Symptoms of Ulcer
Every ailment has a moderate start and peptic ulcers are no exception to the rule. 90% of the people present themselves to the doctor only after complaining of pain. The pain could either be mild / dull or intense or a rather slowly progressing pain on the upper abdomen area. Generally a feeling of a heart burn should ring alarm bells. More clearly, if there is a burning sensation or pain somewhere in between the chest and the belly button; it can be signs of ulcer. The burning sensation or pain either lasts for few minutes or can last for few hours. This sensation of course can recur.
But before ulcer can manifest fully and pain begin to show up, they do give other symptoms beforehand, probably forewarning you of what is coming. A sense of bloating (gaseous abdomen) a sense of feeling full even after having very small amount of meal (a condition referred as early satiety), a general feeling of loss of appetite, burping often and feeling nauseate especially in the early morning when brushing the teeth are these other symptoms. Pain when it begins to manifest is often dull in the beginning.
Gastric Ulcer and Duodenal Ulcers vary in their symptoms. The presence of Gastric Ulcer or the stomach ulcer causes increased pain after food intake. Hence a tendency to skip meals is often noticed and the patient may lose weight. On the other hand, Duodenal Ulcer causes more pain when hungry. The hunger happens in the wee hours of morning; say at 4-6 am, around 11 in the morning and around 4-6pm. This pain is called hunger pain. Hence people with duodenal ulcer show a tendency to consume more food than usual. This may result in weight gain.
Peptic Ulcer can also present as anemia. Rarely any peptic ulcer might bleed internally and mixes with stool. In this condition the stool is generally tarry black in color (people usually refer it being coffee ground in color). This condition is termed Melena.
Check this other Angle – Beware it could be Heart Attack too
But wait! There is one more angle to this. If you have hit 35 years of age, and if you have the above stated pain but the pain is more on the upper left side of the body closer to where your heart is, then it is imperative that you need to rule out if it is some kind of a cardiac problem.

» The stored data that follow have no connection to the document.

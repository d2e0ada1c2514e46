//! Remote semantic index over HTTP.
//!
//! [`HttpIndex`] forwards [`SemanticIndex::search`] to a vector-search
//! service:
//!
//! ```text
//! POST {url}/search        {"query": "...", "k": 250}
//! 200 OK                   {"results": [{"content": "9780385121675 A horror novel..."}]}
//! ```
//!
//! Any transport error or non-2xx status is a hard failure. There are no
//! retries here; a failed search fails the request.

use anyhow::{bail, Context, Result};
use async_trait::async_trait;
use serde::{Deserialize, Serialize};
use std::time::Duration;
use tracing::debug;

use shelfwise_core::index::{IndexHit, SemanticIndex};

use crate::config::IndexConfig;

#[derive(Serialize)]
struct SearchRequest<'a> {
    query: &'a str,
    k: usize,
}

#[derive(Deserialize)]
struct SearchResponse {
    results: Vec<IndexHit>,
}

/// Client for a remote search service.
pub struct HttpIndex {
    client: reqwest::Client,
    endpoint: String,
}

impl HttpIndex {
    pub fn new(base_url: &str, timeout: Duration) -> Result<Self> {
        let client = reqwest::Client::builder()
            .timeout(timeout)
            .build()
            .context("Failed to build HTTP client")?;
        Ok(Self {
            client,
            endpoint: format!("{}/search", base_url.trim_end_matches('/')),
        })
    }

    pub fn from_config(config: &IndexConfig) -> Result<Self> {
        let url = match config.url.as_deref() {
            Some(url) if !url.trim().is_empty() => url.trim(),
            _ => bail!("index.url must be specified when provider is 'http'"),
        };
        Self::new(url, Duration::from_secs(config.timeout_secs))
    }

    pub fn endpoint(&self) -> &str {
        &self.endpoint
    }
}

#[async_trait]
impl SemanticIndex for HttpIndex {
    async fn search(&self, query: &str, k: usize) -> Result<Vec<IndexHit>> {
        let response = self
            .client
            .post(&self.endpoint)
            .json(&SearchRequest { query, k })
            .send()
            .await
            .with_context(|| format!("Search request to {} failed", self.endpoint))?;

        let status = response.status();
        if !status.is_success() {
            let body = response.text().await.unwrap_or_default();
            bail!("Search service error {}: {}", status, body);
        }

        let parsed: SearchResponse = response
            .json()
            .await
            .context("Failed to parse search service response")?;
        debug!(k, hits = parsed.results.len(), "remote index search");
        Ok(parsed.results)
    }
}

Ask yourself if you have a family history of heart attack, hypertension, cholesterol, and diabetes, and over and above if you also drink and smoke. If the answer is yes, then it is also precautionary and makes a lot of medical sense to rule out any cardiac related ailments before you go for a medical checkup for stomach ulcer. In other words, you first check your heart and then check for the presence of stomach ulcer.